Cpi do crime organizado convoca ex-servidores do banco central ligados a Vorcaro

A investigação aprova convocações e quebras de sigilo para aprofundar apurações sobre envolvimento com o Banco Master

Cpi do crime organizado convoca ex-servidores do banco central ligados a Vorcaro
Ex-servidores do Banco Central investigados pela CPI do Crime Organizado Foto:

A CPI do Crime Organizado convoca ex-servidores do Banco Central ligados ao Banco Master para aprofundar investigações sobre esquema de consultoria e propinas.

Convocações da CPI do Crime Organizado revelam envolvimento de ex-servidores do Banco Central

A CPI do Crime Organizado aprovou, em 11 de março de 2026, a convocação dos ex-servidores do Banco Central Paulo Sérgio Neves de Souza e Bellini Santana, ambos afastados devido à suspeita de ligação com o Banco Master. A investigação se concentra no período em que esses servidores prestaram uma “consultoria informal” à instituição financeira investigada, o que motivou sua exclusão dos cargos por decisão do ministro do STF André Mendonça.

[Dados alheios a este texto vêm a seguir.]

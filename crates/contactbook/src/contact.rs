//! Core contact types for contactbook.
//!
//! A [`Contact`] is a stored record: a store-assigned identifier plus the
//! free-text [`ContactFields`]. [`ContactField`] enumerates the editable
//! fields once, so forms, tables and sorting all agree on keys and labels.

use serde::de::Error as _;
use serde::{Deserialize, Deserializer, Serialize};
use serde_json::Value;

/// The editable attributes of a contact.
///
/// Every field is optional free text. Absent fields are omitted from JSON.
/// Numbers and booleans are accepted and stored as their text.
#[derive(Debug, Clone, Default, PartialEq, Eq, Serialize, Deserialize)]
#[serde(rename_all = "camelCase")]
pub struct ContactFields {
    /// Given name.
    #[serde(
        default,
        deserialize_with = "free_text",
        skip_serializing_if = "Option::is_none"
    )]
    pub first_name: Option<String>,
    /// Family name.
    #[serde(
        default,
        deserialize_with = "free_text",
        skip_serializing_if = "Option::is_none"
    )]
    pub last_name: Option<String>,
    /// Email address. Not validated.
    #[serde(
        default,
        deserialize_with = "free_text",
        skip_serializing_if = "Option::is_none"
    )]
    pub email: Option<String>,
    /// Phone number. Not validated.
    #[serde(
        default,
        deserialize_with = "free_text",
        skip_serializing_if = "Option::is_none"
    )]
    pub phone: Option<String>,
    /// Employer.
    #[serde(
        default,
        deserialize_with = "free_text",
        skip_serializing_if = "Option::is_none"
    )]
    pub company: Option<String>,
    /// Role at the employer.
    #[serde(
        default,
        deserialize_with = "free_text",
        skip_serializing_if = "Option::is_none"
    )]
    pub job_title: Option<String>,
}

/// Read a field value as text: strings as-is, numbers and booleans
/// stringified, `null` as absent. Arrays and objects are rejected.
fn free_text<'de, D>(deserializer: D) -> std::result::Result<Option<String>, D::Error>
where
    D: Deserializer<'de>,
{
    match Option::<Value>::deserialize(deserializer)? {
        None | Some(Value::Null) => Ok(None),
        Some(Value::String(s)) => Ok(Some(s)),
        Some(Value::Number(n)) => Ok(Some(n.to_string())),
        Some(Value::Bool(b)) => Ok(Some(b.to_string())),
        Some(other) => Err(D::Error::custom(format!(
            "expected a string, number or boolean, got {other}"
        ))),
    }
}

impl ContactFields {
    /// Build a fully populated set of fields.
    #[must_use]
    pub fn new(
        first_name: &str,
        last_name: &str,
        email: &str,
        phone: &str,
        company: &str,
        job_title: &str,
    ) -> Self {
        Self {
            first_name: Some(first_name.to_string()),
            last_name: Some(last_name.to_string()),
            email: Some(email.to_string()),
            phone: Some(phone.to_string()),
            company: Some(company.to_string()),
            job_title: Some(job_title.to_string()),
        }
    }

    /// Read a field by its schema entry.
    #[must_use]
    pub fn get(&self, field: ContactField) -> Option<&str> {
        let value = match field {
            ContactField::FirstName => &self.first_name,
            ContactField::LastName => &self.last_name,
            ContactField::Email => &self.email,
            ContactField::Phone => &self.phone,
            ContactField::Company => &self.company,
            ContactField::JobTitle => &self.job_title,
        };
        value.as_deref()
    }

    /// Overwrite a field by its schema entry.
    pub fn set(&mut self, field: ContactField, value: Option<String>) {
        let slot = match field {
            ContactField::FirstName => &mut self.first_name,
            ContactField::LastName => &mut self.last_name,
            ContactField::Email => &mut self.email,
            ContactField::Phone => &mut self.phone,
            ContactField::Company => &mut self.company,
            ContactField::JobTitle => &mut self.job_title,
        };
        *slot = value;
    }

    /// Check whether no field carries a value.
    #[must_use]
    pub fn is_empty(&self) -> bool {
        ContactField::ALL.iter().all(|f| self.get(*f).is_none())
    }
}

/// A stored contact record.
///
/// The identifier is assigned once by the store and never changes.
#[derive(Debug, Clone, PartialEq, Eq, Serialize, Deserialize)]
pub struct Contact {
    /// Store-assigned identifier.
    pub id: i64,

    /// The editable attributes.
    #[serde(flatten)]
    pub fields: ContactFields,
}

impl Contact {
    /// Pair a set of fields with an identifier.
    #[must_use]
    pub fn new(id: i64, fields: ContactFields) -> Self {
        Self { id, fields }
    }

    /// Read a field by its schema entry.
    #[must_use]
    pub fn get(&self, field: ContactField) -> Option<&str> {
        self.fields.get(field)
    }
}

/// One editable contact attribute, with its wire key and display label.
#[derive(Debug, Clone, Copy, PartialEq, Eq, Hash)]
pub enum ContactField {
    /// `firstName`
    FirstName,
    /// `lastName`
    LastName,
    /// `email`
    Email,
    /// `phone`
    Phone,
    /// `company`
    Company,
    /// `jobTitle`
    JobTitle,
}

impl ContactField {
    /// All fields in display order.
    pub const ALL: [Self; 6] = [
        Self::FirstName,
        Self::LastName,
        Self::Email,
        Self::Phone,
        Self::Company,
        Self::JobTitle,
    ];

    /// The JSON key of this field.
    #[must_use]
    pub fn key(self) -> &'static str {
        match self {
            Self::FirstName => "firstName",
            Self::LastName => "lastName",
            Self::Email => "email",
            Self::Phone => "phone",
            Self::Company => "company",
            Self::JobTitle => "jobTitle",
        }
    }

    /// The human-readable column/form label of this field.
    #[must_use]
    pub fn label(self) -> &'static str {
        match self {
            Self::FirstName => "First Name",
            Self::LastName => "Last Name",
            Self::Email => "Email",
            Self::Phone => "Phone",
            Self::Company => "Company",
            Self::JobTitle => "Job Title",
        }
    }

    /// Look a field up by its JSON key.
    #[must_use]
    pub fn from_key(key: &str) -> Option<Self> {
        Self::ALL.into_iter().find(|f| f.key() == key)
    }
}

impl std::fmt::Display for ContactField {
    fn fmt(&self, f: &mut std::fmt::Formatter<'_>) -> std::fmt::Result {
        f.write_str(self.key())
    }
}

#[cfg(test)]
mod tests {
    use super::*;

    fn ann() -> ContactFields {
        ContactFields::new("Ann", "Lee", "a@x.com", "1", "C", "Eng")
    }

    #[test]
    fn test_contact_serializes_camel_case_with_id() {
        let contact = Contact::new(3, ann());
        let value = serde_json::to_value(&contact).unwrap();

        assert_eq!(value["id"], 3);
        assert_eq!(value["firstName"], "Ann");
        assert_eq!(value["jobTitle"], "Eng");
        assert!(value.get("first_name").is_none());
    }

    #[test]
    fn test_absent_fields_are_omitted() {
        let fields = ContactFields {
            email: Some("only@x.com".to_string()),
            ..ContactFields::default()
        };
        let json = serde_json::to_string(&fields).unwrap();
        assert_eq!(json, r#"{"email":"only@x.com"}"#);
    }

    #[test]
    fn test_fields_ignore_unknown_keys_and_id() {
        let fields: ContactFields =
            serde_json::from_str(r#"{"id": 99, "firstName": "Ann", "nickname": "A"}"#).unwrap();
        assert_eq!(fields.first_name.as_deref(), Some("Ann"));
        assert!(fields.last_name.is_none());
    }

    #[test]
    fn test_fields_accept_null() {
        let fields: ContactFields = serde_json::from_str(r#"{"phone": null}"#).unwrap();
        assert!(fields.phone.is_none());
    }

    #[test]
    fn test_fields_reject_structured_values() {
        for body in [r#"{"firstName": ["Ann"]}"#, r#"{"phone": {"home": "1"}}"#] {
            let result: std::result::Result<ContactFields, _> = serde_json::from_str(body);
            assert!(result.is_err(), "accepted {body}");
        }
    }

    #[test]
    fn test_fields_accept_scalars_as_text() {
        let fields: ContactFields =
            serde_json::from_str(r#"{"phone": 5551234, "company": true, "email": null}"#)
                .unwrap();
        assert_eq!(fields.phone.as_deref(), Some("5551234"));
        assert_eq!(fields.company.as_deref(), Some("true"));
        assert!(fields.email.is_none());
    }

    #[test]
    fn test_contact_with_numeric_field_round_trips() {
        let contact: Contact =
            serde_json::from_str(r#"{"id": 3, "firstName": "Ann", "phone": 42}"#).unwrap();
        assert_eq!(contact.id, 3);
        assert_eq!(contact.get(ContactField::Phone), Some("42"));
    }

    #[test]
    fn test_get_and_set_by_field() {
        let mut fields = ContactFields::default();
        assert!(fields.is_empty());

        fields.set(ContactField::Company, Some("Acme".to_string()));
        assert_eq!(fields.get(ContactField::Company), Some("Acme"));
        assert!(!fields.is_empty());

        fields.set(ContactField::Company, None);
        assert!(fields.is_empty());
    }

    #[test]
    fn test_field_keys_round_trip() {
        for field in ContactField::ALL {
            assert_eq!(ContactField::from_key(field.key()), Some(field));
        }
        assert_eq!(ContactField::from_key("firstname"), None);
    }

    #[test]
    fn test_field_keys_match_wire_names() {
        let value = serde_json::to_value(ann()).unwrap();
        for field in ContactField::ALL {
            assert_eq!(value[field.key()].as_str(), ann().get(field));
        }
    }

    #[test]
    fn test_field_display_uses_key() {
        assert_eq!(ContactField::JobTitle.to_string(), "jobTitle");
        assert_eq!(ContactField::JobTitle.label(), "Job Title");
    }
}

Quebras de sigilo aprovadas para aprofundar investigação sobre o esquema

Além das convocações, a comissão autorizou a quebra de sigilos bancário, fiscal e telefônico de diversas pessoas e empresas relacionadas ao grupo investigado. Entre os alvos está Fabiano Zettel, empresário e cunhado de Vorcaro, preso recentemente, e as empresas Varajo Consultoria, Participações Imobiliárias e King Locação de Veículos, estas últimas suspeitas de serem usadas para pagamento de propinas ao servidor Bellini Santana.

Compra de bens e movimentações financeiras indicam uso de recursos irregulares

A investigação também revelou que Paulo Sérgio Neves de Souza adquiriu imóveis em Guaxupé, Minas Gerais, com valores que indicam movimentações financeiras atípicas, incluindo pagamento em dinheiro vivo. Tais fatos reforçam as suspeitas de uso indevido de informações e benefícios decorrentes da atuação no Banco Central.

A atuação de “A Turma” e as consequências para as investigações

Outro foco da CPI é Luiz Phillipi Machado de Moraes Mourão, conhecido como “Sicário” de Vorcaro, integrante do grupo denominado “A Turma” que atuava para intimidar adversários e dificultar investigações. Mourão foi preso e faleceu dias depois, após tentativa de suicídio na sede da Polícia Federal, fato que marcou a complexidade e o grau de tensão das apurações.

Implicações para o sistema financeiro e a fiscalização pública

As descobertas da CPI do Crime Organizado evidenciam falhas graves no controle e na fiscalização do sistema financeiro, especialmente no Banco Central, que teve servidores envolvidos em esquemas ilegais relacionados ao Banco Master. O caso levanta debates sobre a necessidade de reforço na ética e transparência em instituições públicas para evitar novos episódios semelhantes.

O aprofundamento das investigações pela CPI do Crime Organizado sinaliza um esforço para desarticular redes criminosas que utilizam estruturas financeiras e servidores públicos para práticas ilegais. A convocação dos ex-servidores e a aprovação das quebras de sigilo são passos essenciais para esclarecer os fatos e responsabilizar os envolvidos.